Summary In serum of tumor patients variants of human chorionic gonadotropin (hCG) or of the free β-subunit with lower molecular weights may be present as well as proteolytically nicked forms. The origin of these variants, secreted by cells or formed in the periphery, is unknown. In the present study, brefeldin A (BFA) was used to block transiently the anterograde transport from the ER to the Golgi apparatus in JAr cells to increase the residency of hCG in the ER and thus to amplify possible proteolytic processes taking place in this cellular compartment. In JAr cells, BFA (2 hours, 0.05-0.4 μg/ml) diminished the amount of secreted free β-subunit (up to 90%) in a dose-dependent and reversible manner; hCG secretion was less affected. In the BFA cultures, the molar ratio hCG/free was increased up to five-fold. Pulse-chase experiments, using [ 3 H]-Leu for labeling of newly synthesized protein, showed the presence of lower molecular weight variants of the hCG-α and β subunits when hCG was arrested in the ER in presence of BFA. This could be observed most clearly in 8-bromo-cAMP (1 mM) stimulated cultures.
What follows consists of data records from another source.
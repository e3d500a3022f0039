//! Context fragments and token budgets

use serde::Serialize;
use serde_json::Value;
use std::collections::BTreeMap;
use std::fmt;

use crate::error::{PaletteError, PaletteResult};

/// Tokens kept free for the model's response
pub const DEFAULT_RESERVED_TOKENS: usize = 500;

/// Default ceiling for a whole generation request
pub const DEFAULT_TOTAL_TOKENS: usize = 4000;

/// Estimate tokens (rough approximation, never below one)
pub fn estimate_tokens(text: &str) -> usize {
    (text.chars().count() / 4).max(1)
}

/// What a fragment describes; drives base relevance and output section
#[derive(Debug, Clone, Copy, PartialEq, Eq, PartialOrd, Ord, Hash, Serialize)]
#[serde(rename_all = "snake_case")]
pub enum ContextCategory {
    DesignTokens,
    FrameworkPatterns,
    ComponentExamples,
    ProjectStructure,
    AvailableImports,
    ConfigurationGuidelines,
    ValidationRules,
    CompatibilityWarnings,
    QualityRequirements,
    AccessibilityGuidelines,
    PerformanceHints,
    UserRequest,
}

impl ContextCategory {
    /// Section order used when formatting the packed context
    pub const ALL: [ContextCategory; 12] = [
        ContextCategory::DesignTokens,
        ContextCategory::FrameworkPatterns,
        ContextCategory::ComponentExamples,
        ContextCategory::ProjectStructure,
        ContextCategory::AvailableImports,
        ContextCategory::ConfigurationGuidelines,
        ContextCategory::ValidationRules,
        ContextCategory::CompatibilityWarnings,
        ContextCategory::QualityRequirements,
        ContextCategory::AccessibilityGuidelines,
        ContextCategory::PerformanceHints,
        ContextCategory::UserRequest,
    ];

    pub fn key(&self) -> &'static str {
        match self {
            ContextCategory::DesignTokens => "design_tokens",
            ContextCategory::FrameworkPatterns => "framework_patterns",
            ContextCategory::ComponentExamples => "component_examples",
            ContextCategory::ProjectStructure => "project_structure",
            ContextCategory::AvailableImports => "available_imports",
            ContextCategory::ConfigurationGuidelines => "configuration_guidelines",
            ContextCategory::ValidationRules => "validation_rules",
            ContextCategory::CompatibilityWarnings => "compatibility_warnings",
            ContextCategory::QualityRequirements => "quality_requirements",
            ContextCategory::AccessibilityGuidelines => "accessibility_guidelines",
            ContextCategory::PerformanceHints => "performance_hints",
            ContextCategory::UserRequest => "user_request",
        }
    }

    /// Heading printed above this category's fragments
    pub fn heading(&self) -> &'static str {
        match self {
            ContextCategory::DesignTokens => "DESIGN TOKENS",
            ContextCategory::FrameworkPatterns => "FRAMEWORK PATTERNS",
            ContextCategory::ComponentExamples => "EXISTING COMPONENTS",
            ContextCategory::ProjectStructure => "PROJECT STRUCTURE",
            ContextCategory::AvailableImports => "AVAILABLE IMPORTS",
            ContextCategory::ConfigurationGuidelines => "CONFIGURATION GUIDELINES",
            ContextCategory::ValidationRules => "VALIDATION RULES",
            ContextCategory::CompatibilityWarnings => "COMPATIBILITY WARNINGS",
            ContextCategory::QualityRequirements => "QUALITY REQUIREMENTS",
            ContextCategory::AccessibilityGuidelines => "ACCESSIBILITY",
            ContextCategory::PerformanceHints => "PERFORMANCE HINTS",
            ContextCategory::UserRequest => "REQUEST",
        }
    }
}

impl fmt::Display for ContextCategory {
    fn fmt(&self, f: &mut fmt::Formatter<'_>) -> fmt::Result {
        write!(f, "{}", self.key())
    }
}

/// Coarse packing tier. Declaration order is packing order.
#[derive(Debug, Clone, Copy, PartialEq, Eq, PartialOrd, Ord, Hash, Serialize)]
#[serde(rename_all = "lowercase")]
pub enum Priority {
    /// Always retained, even over budget
    Critical,
    High,
    Medium,
    Low,
}

/// A candidate piece of prompt context
#[derive(Debug, Clone, Serialize)]
pub struct ContextFragment {
    pub content: String,
    pub category: ContextCategory,
    pub priority: Priority,
    pub token_estimate: usize,
    pub relevance_score: f32,
    pub compression_ratio: f32,
    pub metadata: BTreeMap<String, Value>,
}

impl ContextFragment {
    pub fn new(content: impl Into<String>, category: ContextCategory, priority: Priority) -> Self {
        let content = content.into();
        let token_estimate = estimate_tokens(&content);
        Self {
            content,
            category,
            priority,
            token_estimate,
            relevance_score: 0.0,
            compression_ratio: 1.0,
            metadata: BTreeMap::new(),
        }
    }

    /// Override the computed token estimate (clamped to at least one)
    pub fn with_token_estimate(mut self, tokens: usize) -> Self {
        self.token_estimate = tokens.max(1);
        self
    }

    /// Record where the fragment came from
    pub fn with_source(self, source: &str) -> Self {
        self.with_metadata("source", Value::from(source))
    }

    pub fn with_metadata(mut self, key: &str, value: Value) -> Self {
        self.metadata.insert(key.to_string(), value);
        self
    }

    pub fn source(&self) -> Option<&str> {
        self.metadata.get("source").and_then(Value::as_str)
    }

    pub fn is_compressed(&self) -> bool {
        self.metadata
            .get("compressed")
            .and_then(Value::as_bool)
            .unwrap_or(false)
    }

    /// Replace the content with a compressed rendition
    pub fn compressed(mut self, content: String, ratio: f32) -> Self {
        let original = self.token_estimate;
        self.token_estimate = estimate_tokens(&content);
        self.content = content;
        self.compression_ratio = ratio;
        self.metadata.insert("compressed".to_string(), Value::Bool(true));
        self.metadata
            .insert("original_tokens".to_string(), Value::from(original));
        self
    }
}

/// Token budget for a single generation request
#[derive(Debug, Clone, Copy, PartialEq, Eq, Serialize)]
pub struct ContextBudget {
    pub total_tokens: usize,
    pub system_prompt_tokens: usize,
    pub user_prompt_tokens: usize,
    pub reserved_tokens: usize,
}

impl ContextBudget {
    pub fn new(
        total_tokens: usize,
        system_prompt_tokens: usize,
        user_prompt_tokens: usize,
        reserved_tokens: usize,
    ) -> PaletteResult<Self> {
        if total_tokens <= reserved_tokens {
            return Err(PaletteError::InvalidBudget {
                total: total_tokens,
                reserved: reserved_tokens,
            });
        }

        Ok(Self {
            total_tokens,
            system_prompt_tokens,
            user_prompt_tokens,
            reserved_tokens,
        })
    }

    /// Budget measured from the fixed prompt strings
    pub fn for_prompts(
        total_tokens: usize,
        reserved_tokens: usize,
        system_prompt: &str,
        user_prompt: &str,
    ) -> PaletteResult<Self> {
        Self::new(
            total_tokens,
            estimate_tokens(system_prompt),
            estimate_tokens(user_prompt),
            reserved_tokens,
        )
    }

    pub fn available_tokens(&self) -> usize {
        self.total_tokens.saturating_sub(self.reserved_tokens)
    }

    /// Tokens left for injected context
    pub fn context_tokens(&self) -> usize {
        self.available_tokens()
            .saturating_sub(self.system_prompt_tokens)
            .saturating_sub(self.user_prompt_tokens)
    }
}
In BFA treated cultures, the free β-subunit as well as the β-subunit contained in hCG showed and about 3 kD lower apparent molecular weight in comparison to the β-subunits of controls (34 kD). The lower molecular weight variants of the β-subunits still contained the carboxy-terminal peptide (CTP) since they were bound to anti-CTP-Sepharose. The carbohydrate part could also not account for the difference in the apparent molecular weight since it was not abolished by removal of the N-linked carbohydrate residues. The results demonstrate the capability of the ER to produce truncated variants of the free β-subunit and a truncated β-subunit contained in hCG which are secreted in vitro . During a transient arrest of the de novo synthesized proteins in the ER, the free β-subunit as well as hCG may be most probably proteolytic cleaved in the amino-terminal domain of the β-subunit or in the core part of the molecule.